____ Extracted data

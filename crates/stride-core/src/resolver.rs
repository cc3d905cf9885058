//! Collision-resolution seam
//!
//! The host's physics turns a desired displacement into an actual one. The
//! simulator only ever talks to it through [`MovementResolver`].

use crate::math::Vec3;
use serde::{Deserialize, Serialize};

/// Outcome of resolving one displacement
#[derive(Debug, Clone, Copy, PartialEq)]
pub struct Resolution {
    /// Position after the move, possibly clamped against obstacles
    pub position: Vec3,
    /// The move touched something above the body
    pub collided_above: bool,
    /// The body is standing on ground after the move
    pub grounded: bool,
}

/// Host physics: move a body from `origin` by at most `desired`.
///
/// Implementations should be deterministic for a given environment. A
/// resolver whose environment differs between client and server is an
/// accepted source of divergence; reconciliation absorbs it.
pub trait MovementResolver {
    fn resolve(&mut self, origin: Vec3, desired: Vec3) -> Resolution;
}

/// Unobstructed space: every move succeeds and nothing is ever ground
#[derive(Debug, Clone, Copy, Default)]
pub struct FreeSpace;

impl MovementResolver for FreeSpace {
    fn resolve(&mut self, origin: Vec3, desired: Vec3) -> Resolution {
        Resolution {
            position: origin + desired,
            collided_above: false,
            grounded: false,
        }
    }
}

/// Infinite horizontal floor with an optional ceiling
#[derive(Debug, Clone, Copy, PartialEq, Serialize, Deserialize)]
pub struct GroundPlane {
    pub floor: f32,
    pub ceiling: Option<f32>,
}

impl GroundPlane {
    /// A floor at `height` with open sky
    pub fn new(floor: f32) -> Self {
        Self {
            floor,
            ceiling: None,
        }
    }

    pub fn with_ceiling(mut self, ceiling: f32) -> Self {
        self.ceiling = Some(ceiling);
        self
    }
}

impl Default for GroundPlane {
    fn default() -> Self {
        Self::new(0.0)
    }
}

impl MovementResolver for GroundPlane {
    fn resolve(&mut self, origin: Vec3, desired: Vec3) -> Resolution {
        let mut position = origin + desired;
        let mut grounded = false;
        let mut collided_above = false;

        if position.y <= self.floor {
            position.y = self.floor;
            grounded = true;
        }

        if let Some(ceiling) = self.ceiling {
            if position.y >= ceiling {
                position.y = ceiling;
                collided_above = true;
            }
        }

        Resolution {
            position,
            collided_above,
            grounded,
        }
    }
}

________

### Problem statement
Find "floor" in the data above. Report each line where it appears.

### Answer to the problem
/// Infinite horizontal floor with an optional ceiling
    pub floor: f32,
    /// A floor at `height` with open sky
    pub fn new(floor: f32) -> Self {
            floor,
        if position.y <= self.floor {
            position.y = self.floor;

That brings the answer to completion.